═════ Exercise materials
//! Catalog entity types.
//!
//! Field names follow the collection's cataloguing conventions: the default
//! language is German, English variants sit next to their default fields
//! (`title` / `title_english`, `comments_de` / `comments_en`). Dates are
//! kept twice — a free-text display form (`date`) and a numeric year range
//! (`date_year_from` / `date_year_to`) that the date facet filters against.

use chrono::{DateTime, Utc};
use pinakos_core::{ArtworkId, KeywordId, Lang, LocationId, MaterialId, PersonId};
use serde::{Deserialize, Serialize};

/// A person connected to artworks in one of four roles: artist,
/// photographer, author, or graphic designer.
#[derive(Debug, Clone, Serialize, Deserialize)]
pub struct Person {
    /// Identifier, assigned by the store.
    pub id: PersonId,
    /// Canonical name.
    pub name: String,
    /// Alternate spellings.
    #[serde(default)]
    pub synonyms: Vec<String>,
}

impl Person {
    /// Create a person with no synonyms; the store assigns the id.
    pub fn new(name: impl Into<String>) -> Self {
        Self {
            id: PersonId(0),
            name: name.into(),
            synonyms: Vec::new(),
        }
    }
}

/// A material lookup entry.
#[derive(Debug, Clone, Serialize, Deserialize)]
pub struct Material {
    /// Identifier, assigned by the store.
    pub id: MaterialId,
    /// Default-language name.
    pub name: String,
    /// English variant, empty if none exists.
    #[serde(default)]
    pub name_en: String,
}

/// A registered user (autocomplete source and album owner).
#[derive(Debug, Clone, Serialize, Deserialize)]
pub struct User {
    /// Login name, the user's stable identifier.
    pub username: String,
    /// Given name.
    pub first_name: String,
    /// Family name.
    pub last_name: String,
}

impl User {
    /// "First Last", the display form used in API payloads.
    pub fn full_name(&self) -> String {
        format!("{} {}", self.first_name, self.last_name)
            .trim()
            .to_string()
    }
}

/// The searchable entity of the catalog.
#[derive(Debug, Clone, Serialize, Deserialize)]
pub struct Artwork {
    /// Identifier, assigned by the store.
    pub id: ArtworkId,
    /// Default-language title.
    pub title: String,
    /// English title variant, empty if none exists.
    #[serde(default)]
    pub title_english: String,
    /// Free-text date as displayed, e.g. "1642/1643" or "um 1500".
    #[serde(default)]
    pub date: String,
    /// Numeric start of the dating range.
    #[serde(default)]
    pub date_year_from: Option<i32>,
    /// Numeric end of the dating range.
    #[serde(default)]
    pub date_year_to: Option<i32>,
    /// Credit line.
    #[serde(default)]
    pub credits: String,
    /// Credit link.
    #[serde(default)]
    pub credits_link: String,
    /// Display form of the dimensions.
    #[serde(default)]
    pub dimensions_display: String,
    /// External reference link.
    #[serde(default)]
    pub link: String,
    /// German comments.
    #[serde(default)]
    pub comments_de: String,
    /// English comments.
    #[serde(default)]
    pub comments_en: String,
    /// German material description.
    #[serde(default)]
    pub material_description_de: String,
    /// English material description.
    #[serde(default)]
    pub material_description_en: String,
    /// Relative media path of the original image.
    #[serde(default)]
    pub image_original: Option<String>,
    /// Relative media path of the full-size rendition.
    #[serde(default)]
    pub image_fullsize: Option<String>,
    /// Only published artworks are visible to search.
    #[serde(default)]
    pub published: bool,
    /// Editorially checked flag.
    #[serde(default)]
    pub checked: bool,
    /// Terms in title or metadata that need a content note in the UI.
    #[serde(default)]
    pub discriminatory_terms: Vec<String>,
    /// Artists.
    #[serde(default)]
    pub artists: Vec<PersonId>,
    /// Photographers.
    #[serde(default)]
    pub photographers: Vec<PersonId>,
    /// Authors.
    #[serde(default)]
    pub authors: Vec<PersonId>,
    /// Graphic designers.
    #[serde(default)]
    pub graphic_designers: Vec<PersonId>,
    /// Keyword taxonomy nodes.
    #[serde(default)]
    pub keywords: Vec<KeywordId>,
    /// Where the work was produced.
    #[serde(default)]
    pub place_of_production: Vec<LocationId>,
    /// Current whereabouts.
    #[serde(default)]
    pub location: Option<LocationId>,
    /// Materials.
    #[serde(default)]
    pub materials: Vec<MaterialId>,
    /// Creation timestamp.
    pub date_created: DateTime<Utc>,
    /// Last-modified timestamp; every save bumps it.
    pub date_changed: DateTime<Utc>,
}

impl Artwork {
    /// Create an unpublished artwork with the given title; the store
    /// assigns the id on insert.
    pub fn new(title: impl Into<String>) -> Self {
        let now = Utc::now();
        Self {
            id: ArtworkId(0),
            title: title.into(),
            title_english: String::new(),
            date: String::new(),
            date_year_from: None,
            date_year_to: None,
            credits: String::new(),
            credits_link: String::new(),
            dimensions_display: String::new(),
            link: String::new(),
            comments_de: String::new(),
            comments_en: String::new(),
            material_description_de: String::new(),
            material_description_en: String::new(),
            image_original: None,
            image_fullsize: None,
            published: false,
            checked: false,
            discriminatory_terms: Vec::new(),
            artists: Vec::new(),
            photographers: Vec::new(),
            authors: Vec::new(),
            graphic_designers: Vec::new(),
            keywords: Vec::new(),
            place_of_production: Vec::new(),
            location: None,
            materials: Vec::new(),
            date_created: now,
            date_changed: now,
        }
    }

    /// The title in the requested language.
    pub fn title_localized(&self, lang: Lang) -> &str {
        lang.pick(&self.title, &self.title_english)
    }

    /// Ids of every person attached to the artwork, across all four roles.
    pub fn person_ids(&self) -> impl Iterator<Item = PersonId> + '_ {
        self.artists
            .iter()
            .chain(&self.photographers)
            .chain(&self.authors)
            .chain(&self.graphic_designers)
            .copied()
    }

    /// Location nodes the artwork is attached to (place of production plus
    /// current location).
    pub fn location_ids(&self) -> impl Iterator<Item = LocationId> + '_ {
        self.place_of_production
            .iter()
            .copied()
            .chain(self.location)
    }
}

// ============================================================================
// Tests
// ============================================================================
══════════
**Work to be completed**
Having read the material, transcribe all of it exactly.

**Task result**
//! Catalog entity types.
//!
//! Field names follow the collection's cataloguing conventions: the default
//! language is German, English variants sit next to their default fields
//! (`title` / `title_english`, `comments_de` / `comments_en`). Dates are
//! kept twice — a free-text display form (`date`) and a numeric year range
//! (`date_year_from` / `date_year_to`) that the date facet filters against.

use chrono::{DateTime, Utc};
use pinakos_core::{ArtworkId, KeywordId, Lang, LocationId, MaterialId, PersonId};
use serde::{Deserialize, Serialize};

/// A person connected to artworks in one of four roles: artist,
/// photographer, author, or graphic designer.
#[derive(Debug, Clone, Serialize, Deserialize)]
pub struct Person {
    /// Identifier, assigned by the store.
    pub id: PersonId,
    /// Canonical name.
    pub name: String,
    /// Alternate spellings.
    #[serde(default)]
    pub synonyms: Vec<String>,
}

impl Person {
    /// Create a person with no synonyms; the store assigns the id.
    pub fn new(name: impl Into<String>) -> Self {
        Self {
            id: PersonId(0),
            name: name.into(),
            synonyms: Vec::new(),
        }
    }
}

/// A material lookup entry.
#[derive(Debug, Clone, Serialize, Deserialize)]
pub struct Material {
    /// Identifier, assigned by the store.
    pub id: MaterialId,
    /// Default-language name.
    pub name: String,
    /// English variant, empty if none exists.
    #[serde(default)]
    pub name_en: String,
}

/// A registered user (autocomplete source and album owner).
#[derive(Debug, Clone, Serialize, Deserialize)]
pub struct User {
    /// Login name, the user's stable identifier.
    pub username: String,
    /// Given name.
    pub first_name: String,
    /// Family name.
    pub last_name: String,
}

impl User {
    /// "First Last", the display form used in API payloads.
    pub fn full_name(&self) -> String {
        format!("{} {}", self.first_name, self.last_name)
            .trim()
            .to_string()
    }
}

/// The searchable entity of the catalog.
#[derive(Debug, Clone, Serialize, Deserialize)]
pub struct Artwork {
    /// Identifier, assigned by the store.
    pub id: ArtworkId,
    /// Default-language title.
    pub title: String,
    /// English title variant, empty if none exists.
    #[serde(default)]
    pub title_english: String,
    /// Free-text date as displayed, e.g. "1642/1643" or "um 1500".
    #[serde(default)]
    pub date: String,
    /// Numeric start of the dating range.
    #[serde(default)]
    pub date_year_from: Option<i32>,
    /// Numeric end of the dating range.
    #[serde(default)]
    pub date_year_to: Option<i32>,
    /// Credit line.
    #[serde(default)]
    pub credits: String,
    /// Credit link.
    #[serde(default)]
    pub credits_link: String,
    /// Display form of the dimensions.
    #[serde(default)]
    pub dimensions_display: String,
    /// External reference link.
    #[serde(default)]
    pub link: String,
    /// German comments.
    #[serde(default)]
    pub comments_de: String,
    /// English comments.
    #[serde(default)]
    pub comments_en: String,
    /// German material description.
    #[serde(default)]
    pub material_description_de: String,
    /// English material description.
    #[serde(default)]
    pub material_description_en: String,
    /// Relative media path of the original image.
    #[serde(default)]
    pub image_original: Option<String>,
    /// Relative media path of the full-size rendition.
    #[serde(default)]
    pub image_fullsize: Option<String>,
    /// Only published artworks are visible to search.
    #[serde(default)]
    pub published: bool,
    /// Editorially checked flag.
    #[serde(default)]
    pub checked: bool,
    /// Terms in title or metadata that need a content note in the UI.
    #[serde(default)]
    pub discriminatory_terms: Vec<String>,
    /// Artists.
    #[serde(default)]
    pub artists: Vec<PersonId>,
    /// Photographers.
    #[serde(default)]
    pub photographers: Vec<PersonId>,
    /// Authors.
    #[serde(default)]
    pub authors: Vec<PersonId>,
    /// Graphic designers.
    #[serde(default)]
    pub graphic_designers: Vec<PersonId>,
    /// Keyword taxonomy nodes.
    #[serde(default)]
    pub keywords: Vec<KeywordId>,
    /// Where the work was produced.
    #[serde(default)]
    pub place_of_production: Vec<LocationId>,
    /// Current whereabouts.
    #[serde(default)]
    pub location: Option<LocationId>,
    /// Materials.
    #[serde(default)]
    pub materials: Vec<MaterialId>,
    /// Creation timestamp.
    pub date_created: DateTime<Utc>,
    /// Last-modified timestamp; every save bumps it.
    pub date_changed: DateTime<Utc>,
}

impl Artwork {
    /// Create an unpublished artwork with the given title; the store
    /// assigns the id on insert.
    pub fn new(title: impl Into<String>) -> Self {
        let now = Utc::now();
        Self {
            id: ArtworkId(0),
            title: title.into(),
            title_english: String::new(),
            date: String::new(),
            date_year_from: None,
            date_year_to: None,
            credits: String::new(),
            credits_link: String::new(),
            dimensions_display: String::new(),
            link: String::new(),
            comments_de: String::new(),
            comments_en: String::new(),
            material_description_de: String::new(),
            material_description_en: String::new(),
            image_original: None,
            image_fullsize: None,
            published: false,
            checked: false,
            discriminatory_terms: Vec::new(),
            artists: Vec::new(),
            photographers: Vec::new(),
            authors: Vec::new(),
            graphic_designers: Vec::new(),
            keywords: Vec::new(),
            place_of_production: Vec::new(),
            location: None,
            materials: Vec::new(),
            date_created: now,
            date_changed: now,
        }
    }

    /// The title in the requested language.
    pub fn title_localized(&self, lang: Lang) -> &str {
        lang.pick(&self.title, &self.title_english)
    }

    /// Ids of every person attached to the artwork, across all four roles.
    pub fn person_ids(&self) -> impl Iterator<Item = PersonId> + '_ {
        self.artists
            .iter()
            .chain(&self.photographers)
            .chain(&self.authors)
            .chain(&self.graphic_designers)
            .copied()
    }

    /// Location nodes the artwork is attached to (place of production plus
    /// current location).
    pub fn location_ids(&self) -> impl Iterator<Item = LocationId> + '_ {
        self.place_of_production
            .iter()
            .copied()
            .chain(self.location)
    }
}

// ============================================================================
// Tests
// ============================================================================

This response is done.